The IMF wants the government to reduce its spending to reduce the budget deficit. At the same time, the IMF wants to increase tax collection, which includes the introduction of new taxes and the elimination of tax breaks for industrial sectors.

Ahmed Sheikh says that when higher taxes are levied and tax exemptions are abolished, it will inevitably impact the productive sector. “At the same time, rising electricity tariffs have a negative impact on their production by increasing business costs.”

Commenting on this, Ahmed Sheikh says that under the terms of the IMF, when the rates of utility services (electricity, etc.) increase and the government have to cut the development budget, the direct effect will be on the economy. Falls on the growth rate.

However, he said that even before the IMF program, the country’s economy’s growth rate was not encouraging.

At the end of this government’s first fiscal year, the country’s growth rate was 1.9 percent, as against 5.5 percent in the last fiscal year of the previous government.

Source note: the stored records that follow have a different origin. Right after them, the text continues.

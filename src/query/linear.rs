//! Linear-scan baseline query engines.
//!
//! Always correct, used whenever no registered index accelerates a request.
//! KNN is O(n log k) via the bounded heap; range is a filtered scan; the
//! reverse-KNN baseline bulk-computes each candidate's own neighbor list and
//! is O(n·k).

use crate::database::Database;
use crate::distance::{DistanceFunction, DistanceValue};
use crate::error::{LocusError, Result};
use crate::heap::{KnnHeap, Neighbor};
use crate::ids::ObjectId;
use crate::query::{KnnSearch, QueryHint, RangeSearch, RknnSearch};
use std::cmp::Ordering;

/// Linear-scan k-nearest-neighbor search.
pub struct LinearScanKnn<'a, O, D: DistanceValue> {
    database: &'a Database<O, D>,
    distance: &'a dyn DistanceFunction<O, Value = D>,
}

impl<'a, O, D: DistanceValue> LinearScanKnn<'a, O, D> {
    pub fn new(
        database: &'a Database<O, D>,
        distance: &'a dyn DistanceFunction<O, Value = D>,
    ) -> Self {
        Self { database, distance }
    }
}

impl<O, D: DistanceValue> KnnSearch<O, D> for LinearScanKnn<'_, O, D> {
    fn knn_by_id(&self, id: ObjectId, k: usize) -> Result<Vec<Neighbor<D>>> {
        self.knn_by_object(self.database.get(id)?, k)
    }

    fn knn_by_object(&self, query: &O, k: usize) -> Result<Vec<Neighbor<D>>> {
        let mut heap = KnnHeap::new(k)?;
        for (id, record) in self.database.iter() {
            let d = self.distance.distance(query, record)?;
            heap.insert(d, id);
        }
        Ok(heap.into_sorted())
    }
}

/// Linear-scan range (epsilon-neighborhood) search.
pub struct LinearScanRange<'a, O, D: DistanceValue> {
    database: &'a Database<O, D>,
    distance: &'a dyn DistanceFunction<O, Value = D>,
}

impl<'a, O, D: DistanceValue> LinearScanRange<'a, O, D> {
    pub fn new(
        database: &'a Database<O, D>,
        distance: &'a dyn DistanceFunction<O, Value = D>,
    ) -> Self {
        Self { database, distance }
    }
}

impl<O, D: DistanceValue> RangeSearch<O, D> for LinearScanRange<'_, O, D> {
    fn range_by_id(&self, id: ObjectId, radius: D) -> Result<Vec<Neighbor<D>>> {
        self.range_by_object(self.database.get(id)?, radius)
    }

    fn range_by_object(&self, query: &O, radius: D) -> Result<Vec<Neighbor<D>>> {
        let mut result = Vec::new();
        for (id, record) in self.database.iter() {
            let d = self.distance.distance(query, record)?;
            if d.total_cmp(&radius) != Ordering::Greater {
                result.push(Neighbor::new(d, id));
            }
        }
        result.sort_unstable();
        Ok(result)
    }
}

/// Linear-scan reverse-k-nearest-neighbor search.
///
/// Candidate neighbor lists are obtained through whatever KNN search the
/// database resolves, so a materialized cache accelerates this baseline too.
pub struct LinearScanRknn<'a, O, D: DistanceValue> {
    database: &'a Database<O, D>,
    distance: &'a dyn DistanceFunction<O, Value = D>,
    max_k: Option<usize>,
}

impl<'a, O, D: DistanceValue> LinearScanRknn<'a, O, D> {
    pub fn new(
        database: &'a Database<O, D>,
        distance: &'a dyn DistanceFunction<O, Value = D>,
        max_k: Option<usize>,
    ) -> Self {
        Self {
            database,
            distance,
            max_k,
        }
    }

    fn check_k(&self, k: usize) -> Result<()> {
        if k == 0 {
            return Err(LocusError::InvalidArgument(
                "neighbor count k must be positive".to_string(),
            ));
        }
        if let Some(max_k) = self.max_k {
            if k > max_k {
                return Err(LocusError::InvalidArgument(format!(
                    "k = {k} exceeds the declared maximum {max_k}"
                )));
            }
        }
        Ok(())
    }
}

impl<O, D: DistanceValue> RknnSearch<O, D> for LinearScanRknn<'_, O, D> {
    fn rknn_by_id(&self, id: ObjectId, k: usize) -> Result<Vec<Neighbor<D>>> {
        self.rknn_by_object(self.database.get(id)?, k)
    }

    fn rknn_by_object(&self, query: &O, k: usize) -> Result<Vec<Neighbor<D>>> {
        self.check_k(k)?;
        let knn = self
            .database
            .knn_query(self.distance, &[QueryHint::Bulk])
            .ok_or_else(|| {
                LocusError::Configuration("no KNN implementation available".to_string())
            })?;

        let all = self.database.ids();
        let lists = knn.knn_bulk(&all, k)?;

        let mut result = Vec::new();
        for (&candidate, list) in all.iter().zip(&lists) {
            let d = self.distance.distance(query, self.database.get(candidate)?)?;
            // A candidate qualifies when its own list is still short of k
            // entries, or the query is no farther than its k-th neighbor.
            // The short-list boundary intentionally uses the last available
            // entry, matching the long-standing baseline behavior.
            let qualifies = match list.len() {
                0 => true,
                len => {
                    let last = usize::min(k - 1, len - 1);
                    last < k - 1 || d.total_cmp(&list[last].distance) != Ordering::Greater
                }
            };
            if qualifies {
                result.push(Neighbor::new(d, candidate));
            }
        }
        result.sort_unstable();
        Ok(result)
    }
}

Akmal Sumro said electricity rates were still high for the country’s manufacturing sector and that an increase would be more dangerous for those sectors of the economy under IMF conditions.

He also called the 7% interest rate a high level, saying that the interest rate is still the reason for the increase in business costs, and it would be dangerous to increase it under the IMF program.

Ahmed Sheikh disagreed on the way to control inflation through raising interest rates, saying that inflation in Pakistan was due to rising food prices, which was due to supply disruptions and not inflation.